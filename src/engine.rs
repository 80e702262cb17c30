use std::any::{Any, TypeId};
use std::collections::HashMap;
use std::sync::{Mutex, PoisonError};

use log::debug;

use crate::ast::TemplateRoot;
use crate::compiler::Compiler;
use crate::compose::{Slot, open_slots};
use crate::error::{StencilError, StencilResult};
use crate::interface::{Options, TemplateSource};
use crate::reflect::Reflect;
use crate::routine::RenderRoutine;

type RoutineCache = HashMap<(String, TypeId), Box<dyn Any + Send + Sync>>;

/// `Engine` keeps a set of named templates and the routines compiled from them.
///
/// Templates are registered once under a unique name and may then extend or
/// include each other by that name. Each template is compiled at most once
/// per model type; later requests reuse the cached routine.
///
/// # Examples
///
/// ```
/// use stencil::{Engine, Expr, Model, Shape, Statement, TemplateRoot};
///
/// struct Greeting {
///     name: String,
/// }
///
/// impl Model for Greeting {
///     fn shape() -> Shape {
///         Shape::of::<Self>().field("name", |greeting| &greeting.name).build()
///     }
/// }
///
/// let mut engine = Engine::new();
/// engine
///     .add_template(
///         "greeting",
///         TemplateRoot::new::<Greeting>([
///             Statement::literal("Hello, "),
///             Statement::write(Expr::field::<Greeting>("name").unwrap()),
///             Statement::literal("!"),
///         ]),
///     )
///     .unwrap();
///
/// let output = engine
///     .render("greeting", &Greeting { name: "World".to_string() })
///     .unwrap();
/// assert_eq!(output, "Hello, World!");
/// ```
pub struct Engine {
    templates: HashMap<String, TemplateRoot>,
    options: Options,
    routines: Mutex<RoutineCache>,
}

impl Engine {
    /// Creates an empty engine with default [`Options`].
    pub fn new() -> Self {
        Self::with_options(Options::default())
    }

    pub fn with_options(options: Options) -> Self {
        Self {
            templates: HashMap::new(),
            options,
            routines: Mutex::new(HashMap::new()),
        }
    }

    pub const fn options(&self) -> Options {
        self.options
    }

    pub fn has_template(&self, name: &str) -> bool {
        self.templates.contains_key(name)
    }

    /// Registers `root` under `name`.
    ///
    /// # Errors
    /// - `StencilError::TemplateExists` if the name is already taken.
    pub fn add_template<N: AsRef<str>>(&mut self, name: N, root: TemplateRoot) -> StencilResult<()> {
        let name = name.as_ref();

        if self.templates.contains_key(name) {
            return Err(StencilError::TemplateExists {
                template_name: name.to_string(),
            });
        }

        debug!("registered template '{}' for {}", name, root.model());
        self.templates.insert(name.to_string(), root.named(name));
        Ok(())
    }

    /// Compiles the template `name` for model type `M`, or returns the
    /// routine compiled by an earlier call.
    ///
    /// # Errors
    /// - `StencilError::MissingTemplate` if no template has that name.
    /// - Any error of [`Compiler::compile`].
    pub fn compile<M: Reflect>(&self, name: &str) -> StencilResult<RenderRoutine<M>> {
        let key = (name.to_string(), TypeId::of::<M>());
        let cached = self
            .cache()
            .get(&key)
            .and_then(|cached| cached.downcast_ref::<RenderRoutine<M>>())
            .cloned();
        if let Some(routine) = cached {
            return Ok(routine);
        }

        let root = self
            .templates
            .get(name)
            .ok_or_else(|| StencilError::MissingTemplate {
                template_name: name.to_string(),
            })?;
        let routine = Compiler::with_options(self, self.options).compile::<M>(root)?;

        // Two threads may race to compile the same template; either result is fine.
        self.cache().insert(key, Box::new(routine.clone()));
        Ok(routine)
    }

    /// Renders the template `name` against `model`.
    ///
    /// # Errors
    /// - Any error of [`Engine::compile`].
    /// - `StencilError::Render` if rendering fails.
    pub fn render<M: Reflect>(&self, name: &str, model: &M) -> StencilResult<String> {
        let routine = self.compile::<M>(name)?;
        Ok(routine.render_to_string(model)?)
    }

    /// Lists the placeholders of `name` that its extend chain leaves unfilled.
    ///
    /// # Errors
    /// - `StencilError::MissingTemplate` if `name` or a parent is unknown.
    /// - `StencilError::CyclicExtend` if the extend chain loops.
    pub fn open_slots(&self, name: &str) -> StencilResult<Vec<Slot>> {
        let root = self
            .templates
            .get(name)
            .ok_or_else(|| StencilError::MissingTemplate {
                template_name: name.to_string(),
            })?;
        open_slots(root, self)
    }

    fn cache(&self) -> std::sync::MutexGuard<'_, RoutineCache> {
        self.routines.lock().unwrap_or_else(PoisonError::into_inner)
    }
}

impl Default for Engine {
    fn default() -> Self {
        Self::new()
    }
}

impl std::fmt::Debug for Engine {
    fn fmt(&self, f: &mut std::fmt::Formatter<'_>) -> std::fmt::Result {
        let mut names: Vec<&str> = self.templates.keys().map(String::as_str).collect();
        names.sort_unstable();
        f.debug_struct("Engine")
            .field("templates", &names)
            .field("options", &self.options)
            .finish_non_exhaustive()
    }
}

impl TemplateSource for Engine {
    fn resolve(&self, name: &str) -> Option<TemplateRoot> {
        self.templates.get(name).cloned()
    }
}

= = = =

- **Exercise objective**: Set down all of the lines above without altering a word.

- **Response to the exercise**:
filename src/engine.rs
repository 80e702262cb17c30
use std::any::{Any, TypeId};
use std::collections::HashMap;
use std::sync::{Mutex, PoisonError};

use log::debug;

use crate::ast::TemplateRoot;
use crate::compiler::Compiler;
use crate::compose::{Slot, open_slots};
use crate::error::{StencilError, StencilResult};
use crate::interface::{Options, TemplateSource};
use crate::reflect::Reflect;
use crate::routine::RenderRoutine;

type RoutineCache = HashMap<(String, TypeId), Box<dyn Any + Send + Sync>>;

/// `Engine` keeps a set of named templates and the routines compiled from them.
///
/// Templates are registered once under a unique name and may then extend or
/// include each other by that name. Each template is compiled at most once
/// per model type; later requests reuse the cached routine.
///
/// # Examples
///
/// ```
/// use stencil::{Engine, Expr, Model, Shape, Statement, TemplateRoot};
///
/// struct Greeting {
///     name: String,
/// }
///
/// impl Model for Greeting {
///     fn shape() -> Shape {
///         Shape::of::<Self>().field("name", |greeting| &greeting.name).build()
///     }
/// }
///
/// let mut engine = Engine::new();
/// engine
///     .add_template(
///         "greeting",
///         TemplateRoot::new::<Greeting>([
///             Statement::literal("Hello, "),
///             Statement::write(Expr::field::<Greeting>("name").unwrap()),
///             Statement::literal("!"),
///         ]),
///     )
///     .unwrap();
///
/// let output = engine
///     .render("greeting", &Greeting { name: "World".to_string() })
///     .unwrap();
/// assert_eq!(output, "Hello, World!");
/// ```
pub struct Engine {
    templates: HashMap<String, TemplateRoot>,
    options: Options,
    routines: Mutex<RoutineCache>,
}

impl Engine {
    /// Creates an empty engine with default [`Options`].
    pub fn new() -> Self {
        Self::with_options(Options::default())
    }

    pub fn with_options(options: Options) -> Self {
        Self {
            templates: HashMap::new(),
            options,
            routines: Mutex::new(HashMap::new()),
        }
    }

    pub const fn options(&self) -> Options {
        self.options
    }

    pub fn has_template(&self, name: &str) -> bool {
        self.templates.contains_key(name)
    }

    /// Registers `root` under `name`.
    ///
    /// # Errors
    /// - `StencilError::TemplateExists` if the name is already taken.
    pub fn add_template<N: AsRef<str>>(&mut self, name: N, root: TemplateRoot) -> StencilResult<()> {
        let name = name.as_ref();

        if self.templates.contains_key(name) {
            return Err(StencilError::TemplateExists {
                template_name: name.to_string(),
            });
        }

        debug!("registered template '{}' for {}", name, root.model());
        self.templates.insert(name.to_string(), root.named(name));
        Ok(())
    }

    /// Compiles the template `name` for model type `M`, or returns the
    /// routine compiled by an earlier call.
    ///
    /// # Errors
    /// - `StencilError::MissingTemplate` if no template has that name.
    /// - Any error of [`Compiler::compile`].
    pub fn compile<M: Reflect>(&self, name: &str) -> StencilResult<RenderRoutine<M>> {
        let key = (name.to_string(), TypeId::of::<M>());
        let cached = self
            .cache()
            .get(&key)
            .and_then(|cached| cached.downcast_ref::<RenderRoutine<M>>())
            .cloned();
        if let Some(routine) = cached {
            return Ok(routine);
        }

        let root = self
            .templates
            .get(name)
            .ok_or_else(|| StencilError::MissingTemplate {
                template_name: name.to_string(),
            })?;
        let routine = Compiler::with_options(self, self.options).compile::<M>(root)?;

        // Two threads may race to compile the same template; either result is fine.
        self.cache().insert(key, Box::new(routine.clone()));
        Ok(routine)
    }

    /// Renders the template `name` against `model`.
    ///
    /// # Errors
    /// - Any error of [`Engine::compile`].
    /// - `StencilError::Render` if rendering fails.
    pub fn render<M: Reflect>(&self, name: &str, model: &M) -> StencilResult<String> {
        let routine = self.compile::<M>(name)?;
        Ok(routine.render_to_string(model)?)
    }

    /// Lists the placeholders of `name` that its extend chain leaves unfilled.
    ///
    /// # Errors
    /// - `StencilError::MissingTemplate` if `name` or a parent is unknown.
    /// - `StencilError::CyclicExtend` if the extend chain loops.
    pub fn open_slots(&self, name: &str) -> StencilResult<Vec<Slot>> {
        let root = self
            .templates
            .get(name)
            .ok_or_else(|| StencilError::MissingTemplate {
                template_name: name.to_string(),
            })?;
        open_slots(root, self)
    }

    fn cache(&self) -> std::sync::MutexGuard<'_, RoutineCache> {
        self.routines.lock().unwrap_or_else(PoisonError::into_inner)
    }
}

impl Default for Engine {
    fn default() -> Self {
        Self::new()
    }
}

impl std::fmt::Debug for Engine {
    fn fmt(&self, f: &mut std::fmt::Formatter<'_>) -> std::fmt::Result {
        let mut names: Vec<&str> = self.templates.keys().map(String::as_str).collect();
        names.sort_unstable();
        f.debug_struct("Engine")
            .field("templates", &names)
            .field("options", &self.options)
            .finish_non_exhaustive()
    }
}

impl TemplateSource for Engine {
    fn resolve(&self, name: &str) -> Option<TemplateRoot> {
        self.templates.get(name).cloned()
    }
}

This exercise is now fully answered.